Until the turn of the millennium, automating the understanding of human language seemed far from reach. Hand-built systems were cobbled together at universities with dictionaries, syntax rules, and semantics to do a reasonable job of parsing. But these were hard to modify and to extend beyond specific tasks and domains. What is worse, such systems were siloed, usually as a sequence of black boxes, with increasing degradation at each step in the processing. Such systems couldn’t operate in a cohesive or synergistic manner.

What was needed was a “glass box” system, where lexical, syntactic, and semantic processing could all work synergistically with feedback to achieve as accurate a result as possible.  Integration with a knowledge base for linguistic, domain, and world knowledge was a critical component.  Such a knowledge base could build conceptual representations on the fly for the raw text being processed.  A unified programming language to address both the knowledge and the language processing would yield a flexible and extensible development environment.

NLP++ and VisualText

Such a system was developed between 1998 and 2001. The computer language NLP++ and its IDE, VisualText were developed in order to construct computer programs what were in effect “Digital Human Readers”. NLP++ allowed for the syntactic matching of patterns in text, the use of linguistic and world knowledge, and the ability to create knowledge on-the-fly while processing.
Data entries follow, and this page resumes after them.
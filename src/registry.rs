/* This Source Code Form is subject to the terms of the Mozilla Public
 * License, v. 2.0. If a copy of the MPL was not distributed with this
 * file, You can obtain one at https://mozilla.org/MPL/2.0/. */

use std::collections::HashSet;

use serde::{Deserialize, Serialize};
use thiserror::Error;

use crate::config::{parse_file_mode, parse_guard_mode, Config, LastToggle, ToggleKind};
use crate::path::RelPath;

type Result<T> = std::result::Result<T, RegistryError>;

#[derive(Error, Debug, PartialEq, Eq)]
pub enum RegistryError {
    #[error("file '{0}' is not registered")]
    FileNotRegistered(RelPath),
    #[error("file '{0}' is already registered")]
    FileAlreadyRegistered(RelPath),
    #[error("collection '{0}' does not exist")]
    CollectionNotFound(String),
    #[error("collection '{0}' already exists")]
    CollectionAlreadyExists(String),
    #[error("folder '{0}' does not exist")]
    FolderNotFound(String),
}

/// One protected file. `mode`, `owner` and `group` are the *original*
/// metadata observed at registration. They are captured exactly once and
/// never mutated by guard cycles: disable restores from them.
#[derive(Serialize, Deserialize, Clone, Debug, PartialEq, Eq)]
pub struct FileEntry {
    pub path: RelPath,
    /// Original permission bits, 4-digit octal
    pub mode: String,
    /// Original owner name, empty if lookup failed
    pub owner: String,
    /// Original group name, empty if lookup failed
    pub group: String,
    pub guard: bool,
}

/// A named set of registered file paths. Membership is stored as path keys
/// into the file table, so files and collections never own each other.
#[derive(Serialize, Deserialize, Clone, Debug, PartialEq, Eq)]
pub struct CollectionEntry {
    pub name: String,
    pub files: Vec<RelPath>,
    pub guard: bool,
    #[serde(default, skip_serializing_if = "Option::is_none")]
    pub mode: Option<String>,
    #[serde(default, skip_serializing_if = "Option::is_none")]
    pub owner: Option<String>,
    #[serde(default, skip_serializing_if = "Option::is_none")]
    pub group: Option<String>,
}

impl CollectionEntry {
    /// Config used when enabling guard through this collection: override
    /// fields take effect, the rest falls back to the process defaults.
    pub fn effective_config(&self, base: &Config) -> Config {
        Config {
            guard_mode: self.mode.clone().unwrap_or_else(|| base.guard_mode.clone()),
            guard_owner: self
                .owner
                .clone()
                .unwrap_or_else(|| base.guard_owner.clone()),
            guard_group: self
                .group
                .clone()
                .unwrap_or_else(|| base.guard_group.clone()),
        }
    }
}

/// A directory whose immediate children are protected together.
/// `path` keeps a leading `./`; `name` is `@` + path without `./`.
#[derive(Serialize, Deserialize, Clone, Debug, PartialEq, Eq)]
pub struct FolderEntry {
    pub name: String,
    pub path: String,
    pub guard: bool,
}

/// In-memory registry state, a faithful image of the control file.
///
/// Pure data with invariants: no I/O on protected files and no path
/// validation happens here (that is the security wrapper's job).
#[derive(Serialize, Deserialize, Clone, Debug, PartialEq, Eq)]
pub struct Registry {
    pub config: Config,
    #[serde(default)]
    files: Vec<FileEntry>,
    #[serde(default)]
    collections: Vec<CollectionEntry>,
    #[serde(default)]
    folders: Vec<FolderEntry>,
    #[serde(default, skip_serializing_if = "Option::is_none")]
    last_toggle: Option<LastToggle>,
}

impl Registry {
    pub fn new(config: Config) -> Self {
        Registry {
            config,
            files: vec![],
            collections: vec![],
            folders: vec![],
            last_toggle: None,
        }
    }

    /// Structural validation run after deserialization: octal modes parse,
    /// names and paths are unique, every collection member is a declared
    /// file. Returns a description of the first violation.
    pub fn validate(&self) -> std::result::Result<(), String> {
        parse_guard_mode(&self.config.guard_mode)
            .map_err(|_| format!("config guard_mode '{}' is not octal", self.config.guard_mode))?;

        let mut seen_files = HashSet::new();
        for file in &self.files {
            parse_file_mode(&file.mode)
                .map_err(|_| format!("file '{}' mode '{}' is not octal", file.path, file.mode))?;
            if !seen_files.insert(&file.path) {
                return Err(format!("duplicate file entry '{}'", file.path));
            }
        }

        let mut seen_collections = HashSet::new();
        for collection in &self.collections {
            if collection.name.is_empty() {
                return Err("collection with empty name".to_owned());
            }
            if !seen_collections.insert(&collection.name) {
                return Err(format!("duplicate collection '{}'", collection.name));
            }
            if let Some(mode) = &collection.mode {
                parse_guard_mode(mode).map_err(|_| {
                    format!("collection '{}' mode '{}' is not octal", collection.name, mode)
                })?;
            }
            let mut seen_members = HashSet::new();
            for member in &collection.files {
                if !seen_files.contains(member) {
                    return Err(format!(
                        "collection '{}' references unregistered file '{}'",
                        collection.name, member
                    ));
                }
                if !seen_members.insert(member) {
                    return Err(format!(
                        "collection '{}' lists '{}' twice",
                        collection.name, member
                    ));
                }
            }
        }

        let mut seen_folders = HashSet::new();
        for folder in &self.folders {
            let Some(stripped) = folder.path.strip_prefix("./") else {
                return Err(format!("folder path '{}' lacks './' prefix", folder.path));
            };
            if folder.name != format!("@{}", stripped) {
                return Err(format!(
                    "folder name '{}' does not match path '{}'",
                    folder.name, folder.path
                ));
            }
            if !seen_folders.insert(&folder.name) {
                return Err(format!("duplicate folder '{}'", folder.name));
            }
        }

        Ok(())
    }

    pub fn register_file(
        &mut self,
        path: RelPath,
        mode: String,
        owner: String,
        group: String,
    ) -> Result<()> {
        if self.is_registered_file(&path) {
            return Err(RegistryError::FileAlreadyRegistered(path));
        }
        self.files.push(FileEntry {
            path,
            mode,
            owner,
            group,
            guard: false,
        });
        Ok(())
    }

    /// Drops a file entry and, atomically with it, its membership in every
    /// collection.
    pub fn unregister_file(&mut self, path: &RelPath, ignore_missing: bool) -> Result<()> {
        if !self.is_registered_file(path) {
            if ignore_missing {
                return Ok(());
            }
            return Err(RegistryError::FileNotRegistered(path.clone()));
        }
        self.remove_file_from_all_collections(path);
        self.files.retain(|f| &f.path != path);
        Ok(())
    }

    pub fn is_registered_file(&self, path: &RelPath) -> bool {
        self.files.iter().any(|f| &f.path == path)
    }

    pub fn file(&self, path: &RelPath) -> Option<&FileEntry> {
        self.files.iter().find(|f| &f.path == path)
    }

    pub fn files(&self) -> &[FileEntry] {
        &self.files
    }

    pub fn set_file_guard(&mut self, path: &RelPath, guard: bool) -> Result<()> {
        let file = self
            .files
            .iter_mut()
            .find(|f| &f.path == path)
            .ok_or_else(|| RegistryError::FileNotRegistered(path.clone()))?;
        file.guard = guard;
        Ok(())
    }

    pub fn add_collection(&mut self, name: &str) -> Result<()> {
        if self.collection(name).is_some() {
            return Err(RegistryError::CollectionAlreadyExists(name.to_owned()));
        }
        self.collections.push(CollectionEntry {
            name: name.to_owned(),
            files: vec![],
            guard: false,
            mode: None,
            owner: None,
            group: None,
        });
        Ok(())
    }

    pub fn remove_collection(&mut self, name: &str) -> Result<()> {
        if self.collection(name).is_none() {
            return Err(RegistryError::CollectionNotFound(name.to_owned()));
        }
        self.collections.retain(|c| c.name != name);
        Ok(())
    }

    pub fn collection(&self, name: &str) -> Option<&CollectionEntry> {
        self.collections.iter().find(|c| c.name == name)
    }

    pub fn collection_mut(&mut self, name: &str) -> Option<&mut CollectionEntry> {
        self.collections.iter_mut().find(|c| c.name == name)
    }

    pub fn collections(&self) -> &[CollectionEntry] {
        &self.collections
    }

    pub fn set_collection_guard(&mut self, name: &str, guard: bool) -> Result<()> {
        let collection = self
            .collections
            .iter_mut()
            .find(|c| c.name == name)
            .ok_or_else(|| RegistryError::CollectionNotFound(name.to_owned()))?;
        collection.guard = guard;
        Ok(())
    }

    /// Idempotent membership add; the file must already be registered.
    /// Returns whether the member was actually added.
    pub fn add_file_to_collection(&mut self, path: &RelPath, name: &str) -> Result<bool> {
        if !self.is_registered_file(path) {
            return Err(RegistryError::FileNotRegistered(path.clone()));
        }
        let collection = self
            .collections
            .iter_mut()
            .find(|c| c.name == name)
            .ok_or_else(|| RegistryError::CollectionNotFound(name.to_owned()))?;
        if collection.files.contains(path) {
            return Ok(false);
        }
        collection.files.push(path.clone());
        Ok(true)
    }

    /// Returns whether the member was actually removed.
    pub fn remove_file_from_collection(&mut self, path: &RelPath, name: &str) -> Result<bool> {
        let collection = self
            .collections
            .iter_mut()
            .find(|c| c.name == name)
            .ok_or_else(|| RegistryError::CollectionNotFound(name.to_owned()))?;
        let before = collection.files.len();
        collection.files.retain(|p| p != path);
        Ok(collection.files.len() != before)
    }

    pub fn remove_file_from_all_collections(&mut self, path: &RelPath) {
        for collection in &mut self.collections {
            collection.files.retain(|p| p != path);
        }
    }

    pub fn clear_collection(&mut self, name: &str) -> Result<()> {
        let collection = self
            .collections
            .iter_mut()
            .find(|c| c.name == name)
            .ok_or_else(|| RegistryError::CollectionNotFound(name.to_owned()))?;
        collection.files.clear();
        Ok(())
    }

    pub fn collections_containing(&self, path: &RelPath) -> Vec<&str> {
        self.collections
            .iter()
            .filter(|c| c.files.contains(path))
            .map(|c| c.name.as_str())
            .collect()
    }

    /// Creates the folder entry for `path` if absent. Returns whether a new
    /// entry was created.
    pub fn register_folder(&mut self, path: &RelPath) -> bool {
        let form = path.folder_form();
        if self.folder_by_path(&form).is_some() {
            return false;
        }
        self.folders.push(FolderEntry {
            name: path.folder_alias(),
            path: form,
            guard: false,
        });
        true
    }

    pub fn folder_by_name(&self, name: &str) -> Option<&FolderEntry> {
        self.folders.iter().find(|f| f.name == name)
    }

    pub fn folder_by_path(&self, path_form: &str) -> Option<&FolderEntry> {
        self.folders.iter().find(|f| f.path == path_form)
    }

    pub fn folders(&self) -> &[FolderEntry] {
        &self.folders
    }

    pub fn set_folder_guard(&mut self, path_form: &str, guard: bool) -> Result<()> {
        let folder = self
            .folders
            .iter_mut()
            .find(|f| f.path == path_form)
            .ok_or_else(|| RegistryError::FolderNotFound(path_form.to_owned()))?;
        folder.guard = guard;
        Ok(())
    }

    pub fn set_last_toggle(&mut self, name: String, kind: ToggleKind) {
        self.last_toggle = Some(LastToggle { name, kind });
    }

    pub fn last_toggle(&self) -> Option<&LastToggle> {
        self.last_toggle.as_ref()
    }

    /// True when any file or collection currently has guard enabled.
    pub fn any_guard_active(&self) -> bool {
        self.files.iter().any(|f| f.guard) || self.collections.iter().any(|c| c.guard)
    }
}
impl Engine {
    fn ensure_not_reserved(&self, names: &[String]) -> Result<()> {
        for name in names {
            if RESERVED_NAMES.contains(&name.as_str()) {
                return Err(EngineError::ReservedName(name.clone()));
            }
        }
        Ok(())
    }

    pub fn add_collections(&mut self, names: &[String]) -> Result<()> {
        self.ensure_not_reserved(names)?;
        for name in names {
            if name.is_empty() {
                self.record_error("collection name cannot be empty");
                continue;
            }
            if self.secure.registry().collection(name).is_some() {
                self.warn(Warning::CollectionAlreadyExists { name: name.clone() });
                continue;
            }
            self.secure.registry_mut().add_collection(name)?;
            info!("created collection '{}'", name);
        }
        self.save_registry()
    }

    /// Removing a collection removes its member files from the registry too,
    /// restoring guarded ones first. Members missing on disk are left to
    /// cleanup and only warned about.
    pub fn remove_collections(&mut self, names: &[String]) -> Result<()> {
        let mut member_files: Vec<RelPath> = vec![];
        let mut found: Vec<String> = vec![];
        for name in names {
            let Some(collection) = self.secure.registry().collection(name).cloned() else {
                self.warn(Warning::CollectionNotFound { name: name.clone() });
                continue;
            };
            found.push(name.clone());
            for member in collection.files {
                let abs = self.secure.abs_path(&member);
                if !self.platform.file_exists(&abs) {
                    self.warn(Warning::FileMissing {
                        path: member.to_string(),
                    });
                    continue;
                }
                if !member_files.contains(&member) {
                    member_files.push(member);
                }
            }
        }
        self.remove_rel_files(&member_files)?;
        for name in &found {
            self.secure.registry_mut().remove_collection(name)?;
            info!("removed collection '{}'", name);
        }
        self.save_registry()
    }

    /// Disable guard on all members, then empty the member lists.
    /// The collection entries themselves remain.
    pub fn clear_collections(&mut self, names: &[String]) -> Result<()> {
        for name in names {
            let Some(collection) = self.secure.registry().collection(name).cloned() else {
                self.warn(Warning::CollectionNotFound { name: name.clone() });
                continue;
            };
            if collection.files.is_empty() {
                self.warn(Warning::CollectionEmpty { name: name.clone() });
            }
            self.set_rel_files_guard(&collection.files, GuardTarget::Set(false), None, None)?;
            self.secure.registry_mut().clear_collection(name)?;
            info!("cleared collection '{}'", name);
        }
        self.save_registry()
    }

    pub fn enable_collections(&mut self, names: &[String]) -> Result<()> {
        self.set_collections_guard(names, true)
    }

    pub fn disable_collections(&mut self, names: &[String]) -> Result<()> {
        self.set_collections_guard(names, false)
    }

    fn set_collections_guard(&mut self, names: &[String], state: bool) -> Result<()> {
        let mut seen: HashSet<RelPath> = HashSet::new();
        let mut found: Vec<String> = vec![];
        for name in names {
            let Some(collection) = self.secure.registry().collection(name).cloned() else {
                self.warn(Warning::CollectionNotFound { name: name.clone() });
                continue;
            };
            if collection.files.is_empty() {
                self.warn(Warning::CollectionEmpty { name: name.clone() });
            }
            // dedupe the union: a file shared with an earlier collection in
            // the batch was already driven to the same state
            let batch: Vec<RelPath> = collection
                .files
                .iter()
                .filter(|member| seen.insert((*member).clone()))
                .cloned()
                .collect();
            let config = collection.effective_config(&self.secure.registry().config);
            let breadcrumb = found
                .is_empty()
                .then(|| (name.clone(), ToggleKind::Collection));
            found.push(name.clone());
            self.set_rel_files_guard(&batch, GuardTarget::Set(state), Some(config), breadcrumb)?;
        }
        for name in &found {
            self.secure.registry_mut().set_collection_guard(name, state)?;
        }
        self.save_registry()
    }

    /// Toggle collections as a unit. A file shared by targeted collections
    /// whose guard states disagree makes the whole command fail before any
    /// registry or filesystem mutation.
    pub fn toggle_collections(&mut self, names: &[String]) -> Result<()> {
        let mut targets = vec![];
        for name in names {
            match self.secure.registry().collection(name).cloned() {
                Some(collection) => targets.push(collection),
                None => self.warn(Warning::CollectionNotFound { name: name.clone() }),
            }
        }

        let mut file_holders: Vec<(RelPath, Vec<(String, bool)>)> = vec![];
        for collection in &targets {
            for member in &collection.files {
                match file_holders.iter_mut().find(|(path, _)| path == member) {
                    Some((_, holders)) => holders.push((collection.name.clone(), collection.guard)),
                    None => file_holders.push((
                        member.clone(),
                        vec![(collection.name.clone(), collection.guard)],
                    )),
                }
            }
        }
        let conflicts: Vec<FileConflict> = file_holders
            .into_iter()
            .filter(|(_, holders)| {
                holders.len() >= 2 && holders.iter().any(|(_, guard)| *guard != holders[0].1)
            })
            .map(|(path, holders)| FileConflict {
                path: path.to_string(),
                holders,
            })
            .collect();
        if !conflicts.is_empty() {
            return Err(EngineError::CollectionConflict(ConflictReport { conflicts }));
        }

        let mut seen: HashSet<RelPath> = HashSet::new();
        let mut first = true;
        for collection in &targets {
            let state = !collection.guard;
            let batch: Vec<RelPath> = collection
                .files
                .iter()
                .filter(|member| seen.insert((*member).clone()))
                .cloned()
                .collect();
            let config = collection.effective_config(&self.secure.registry().config);
            let breadcrumb = first.then(|| (collection.name.clone(), ToggleKind::Collection));
            first = false;
            self.set_rel_files_guard(&batch, GuardTarget::Set(state), Some(config), breadcrumb)?;
        }
        for collection in &targets {
            self.secure
                .registry_mut()
                .set_collection_guard(&collection.name, !collection.guard)?;
        }
        self.save_registry()
    }

    /// Unlike bare add, membership requires the files on disk: any missing
    /// file fails the whole command. Target collections are created on the
    /// fly with a warning.
    pub fn add_files_to_collections(
        &mut self,
        files: &[String],
        collections: &[String],
    ) -> Result<()> {
        self.ensure_not_reserved(collections)?;
        let mut rels: Vec<RelPath> = vec![];
        for raw in files {
            let rel = self.secure.validate_path(Path::new(raw))?;
            if !rels.contains(&rel) {
                rels.push(rel);
            }
        }
        let missing: Vec<String> = rels
            .iter()
            .filter(|rel| !self.platform.file_exists(&self.secure.abs_path(rel)))
            .map(|rel| rel.to_string())
            .collect();
        if !missing.is_empty() {
            return Err(EngineError::MissingFiles(missing));
        }

        for name in collections {
            if self.secure.registry().collection(name).is_none() {
                self.secure.registry_mut().add_collection(name)?;
                self.warn(Warning::CollectionCreated { name: name.clone() });
            }
        }
        for rel in &rels {
            if !self.secure.registry().is_registered_file(rel) {
                let abs = self.secure.abs_path(rel);
                match self.platform.file_info(&abs) {
                    Ok(file_info) => {
                        self.secure.registry_mut().register_file(
                            rel.clone(),
                            format_mode(file_info.mode),
                            file_info.owner,
                            file_info.group,
                        )?;
                    }
                    Err(err) => {
                        self.record_error(format!(
                            "failed to read metadata of '{}': {}",
                            rel, err
                        ));
                        continue;
                    }
                }
            }
            for name in collections {
                self.secure.registry_mut().add_file_to_collection(rel, name)?;
            }
        }
        self.save_registry()
    }

    pub fn remove_files_from_collections(
        &mut self,
        files: &[String],
        collections: &[String],
    ) -> Result<()> {
        let rels = self.validate_batch(files);
        for name in collections {
            if self.secure.registry().collection(name).is_none() {
                self.warn(Warning::CollectionNotFound { name: name.clone() });
                continue;
            }
            for rel in &rels {
                let removed = self
                    .secure
                    .registry_mut()
                    .remove_file_from_collection(rel, name)?;
                if !removed {
                    self.warn(Warning::FileNotInCollection {
                        path: rel.to_string(),
                        collection: name.clone(),
                    });
                }
            }
        }
        self.save_registry()
    }

    /// Union the source collections' members into the targets. Members
    /// missing on disk are filtered out with a warning; missing targets are
    /// created with a warning.
    pub fn add_collections_to_collections(
        &mut self,
        sources: &[String],
        targets: &[String],
    ) -> Result<()> {
        self.ensure_not_reserved(targets)?;
        let mut merged: Vec<RelPath> = vec![];
        for source in sources {
            let Some(collection) = self.secure.registry().collection(source).cloned() else {
                self.warn(Warning::CollectionNotFound {
                    name: source.clone(),
                });
                continue;
            };
            for member in collection.files {
                if !self.platform.file_exists(&self.secure.abs_path(&member)) {
                    self.warn(Warning::FileMissing {
                        path: member.to_string(),
                    });
                    continue;
                }
                if !merged.contains(&member) {
                    merged.push(member);
                }
            }
        }
        for target in targets {
            if self.secure.registry().collection(target).is_none() {
                self.secure.registry_mut().add_collection(target)?;
                self.warn(Warning::CollectionCreated {
                    name: target.clone(),
                });
            }
            for rel in &merged {
                self.secure
                    .registry_mut()
                    .add_file_to_collection(rel, target)?;
            }
        }
        self.save_registry()
    }

    /// Set difference: drop the source collections' members from the targets.
    pub fn remove_collections_from_collections(
        &mut self,
        sources: &[String],
        targets: &[String],
    ) -> Result<()> {
        let mut members: Vec<RelPath> = vec![];
        for source in sources {
            let Some(collection) = self.secure.registry().collection(source).cloned() else {
                self.warn(Warning::CollectionNotFound {
                    name: source.clone(),
                });
                continue;
            };
            for member in collection.files {
                if !members.contains(&member) {
                    members.push(member);
                }
            }
        }
        for target in targets {
            if self.secure.registry().collection(target).is_none() {
                self.warn(Warning::CollectionNotFound {
                    name: target.clone(),
                });
                continue;
            }
            for rel in &members {
                self.secure
                    .registry_mut()
                    .remove_file_from_collection(rel, target)?;
            }
        }
        self.save_registry()
    }

    /// Structured view of collections; with no arguments, all of them.
    pub fn show_collections(&mut self, names: &[String]) -> Result<Vec<CollectionView>> {
        let names: Vec<String> = if names.is_empty() {
            self.secure
                .registry()
                .collections()
                .iter()
                .map(|c| c.name.clone())
                .collect()
        } else {
            names.to_vec()
        };
        let mut views = vec![];
        for name in &names {
            let Some(collection) = self.secure.registry().collection(name).cloned() else {
                self.warn(Warning::CollectionNotFound { name: name.clone() });
                continue;
            };
            let mut members = vec![];
            let mut any_missing = false;
            for member in &collection.files {
                let missing = !self.platform.file_exists(&self.secure.abs_path(member));
                any_missing = any_missing || missing;
                members.push(MemberView {
                    path: member.to_string(),
                    guard: self
                        .secure
                        .registry()
                        .file(member)
                        .map(|f| f.guard)
                        .unwrap_or(false),
                    missing,
                });
            }
            if any_missing {
                self.warn(Warning::CollectionHasMissingFiles { name: name.clone() });
            }
            views.push(CollectionView {
                name: collection.name,
                guard: collection.guard,
                members,
            });
        }
        Ok(views)
    }
}
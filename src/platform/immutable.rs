/* This Source Code Form is subject to the terms of the Mozilla Public
 * License, v. 2.0. If a copy of the MPL was not distributed with this
 * file, You can obtain one at https://mozilla.org/MPL/2.0/. */

//! Immutable-flag syscalls. The only genuinely platform-specific code in the
//! tool: Linux drives the `FS_IOC_GETFLAGS`/`FS_IOC_SETFLAGS` ioctls on an
//! open descriptor, the BSD family reads `st_flags` and calls `chflags`.
//! Both paths read-modify-write so unrelated flags survive.

use std::io;
use std::path::Path;

#[cfg(not(target_os = "linux"))]
fn cstring(path: &Path) -> io::Result<std::ffi::CString> {
    use std::os::unix::ffi::OsStrExt;
    std::ffi::CString::new(path.as_os_str().as_bytes())
        .map_err(|_| io::Error::new(io::ErrorKind::InvalidInput, "path contains NUL"))
}

/// Filesystems without attribute support answer the GETFLAGS ioctl with an
/// errno, not with empty flags; treat that as "not immutable".
fn flags_unsupported(err: &io::Error) -> bool {
    matches!(err.raw_os_error(), Some(code) if code == libc::ENOTTY
        || code == libc::ENOTSUP
        || code == libc::EINVAL)
}

pub fn set(path: &Path) -> io::Result<()> {
    update(path, |flags| flags | IMMUTABLE)
}

pub fn clear(path: &Path) -> io::Result<()> {
    update(path, |flags| flags & !IMMUTABLE)
}

pub fn query(path: &Path) -> io::Result<bool> {
    match read_flags(path) {
        Ok(flags) => Ok(flags & IMMUTABLE != 0),
        Err(err) if flags_unsupported(&err) => Ok(false),
        Err(err) => Err(err),
    }
}

// Not exposed by the `libc` crate; value is stable ABI from linux/fs.h.
#[cfg(target_os = "linux")]
const FS_IMMUTABLE_FL: libc::c_long = 0x00000010;

#[cfg(target_os = "linux")]
const IMMUTABLE: libc::c_long = FS_IMMUTABLE_FL;

#[cfg(target_os = "linux")]
fn read_flags(path: &Path) -> io::Result<libc::c_long> {
    use std::os::fd::AsRawFd;
    let file = std::fs::File::open(path)?;
    let mut flags: libc::c_long = 0;
    let ret = unsafe { libc::ioctl(file.as_raw_fd(), libc::FS_IOC_GETFLAGS, &mut flags) };
    if ret != 0 {
        return Err(io::Error::last_os_error());
    }
    Ok(flags)
}

#[cfg(target_os = "linux")]
fn update(path: &Path, update: impl Fn(libc::c_long) -> libc::c_long) -> io::Result<()> {
    use std::os::fd::AsRawFd;
    let file = std::fs::File::open(path)?;
    let fd = file.as_raw_fd();
    let mut flags: libc::c_long = 0;
    if unsafe { libc::ioctl(fd, libc::FS_IOC_GETFLAGS, &mut flags) } != 0 {
        return Err(io::Error::last_os_error());
    }
    let updated = update(flags);
    if updated == flags {
        return Ok(());
    }
    if unsafe { libc::ioctl(fd, libc::FS_IOC_SETFLAGS, &updated) } != 0 {
        return Err(io::Error::last_os_error());
    }
    Ok(())
}

#[cfg(not(target_os = "linux"))]
const IMMUTABLE: libc::c_long = libc::SF_IMMUTABLE as libc::c_long;

#[cfg(not(target_os = "linux"))]
fn read_flags(path: &Path) -> io::Result<libc::c_long> {
    let cpath = cstring(path)?;
    let mut st: libc::stat = unsafe { std::mem::zeroed() };
    if unsafe { libc::stat(cpath.as_ptr(), &mut st) } != 0 {
        return Err(io::Error::last_os_error());
    }
    Ok(st.st_flags as libc::c_long)
}

#[cfg(not(target_os = "linux"))]
fn update(path: &Path, update: impl Fn(libc::c_long) -> libc::c_long) -> io::Result<()> {
    let flags = read_flags(path)?;
    let updated = update(flags);
    if updated == flags {
        return Ok(());
    }
    let cpath = cstring(path)?;
    if unsafe { libc::chflags(cpath.as_ptr(), updated as _) } != 0 {
        return Err(io::Error::last_os_error());
    }
    Ok(())
}

#[cfg(test)]
mod tests {
    use std::fs;

    use tempfile::TempDir;

    use super::*;

    #[test]
    fn test_regular_file_is_not_immutable() {
        let dir = TempDir::new().unwrap();
        let file = dir.path().join("plain.txt");
        fs::write(&file, "content").unwrap();
        assert_eq!(false, query(&file).unwrap());
    }

    #[test]
    fn test_query_missing_file_fails() {
        let dir = TempDir::new().unwrap();
        assert!(query(&dir.path().join("ghost")).is_err());
    }
}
Some of the advantages of such a system are that, unlike Machine Learning, NLP++ relies on humans encoding linguistic and world knowledge needed to do a task, whereas Machine Learning requires large amounts of text for training purposes. There are several advantages that come with such a system:

  • A system can be developed with a small corpus of text
  • If a problem arises, it is easy to fix given 100% of the code for the system is visible (“glass box”)
  • The system can easily be enhanced with time like any computer program

Automation Versus Building

With the advent of Machine Learning (ML), we have been seduced into thinking that everything can be learned automatically by computers. Machine Learning today cannot learn the principal players in court cases and incorporate them in a system to understand court cases. Machine learning cannot learn that the length of an appendix (organ) is 8-10 centimeters and alert a doctor that a radiology report indicates appendicitis. Nor can Machine Learning learn that the son of a mother is also the son of the father in text about genealogy.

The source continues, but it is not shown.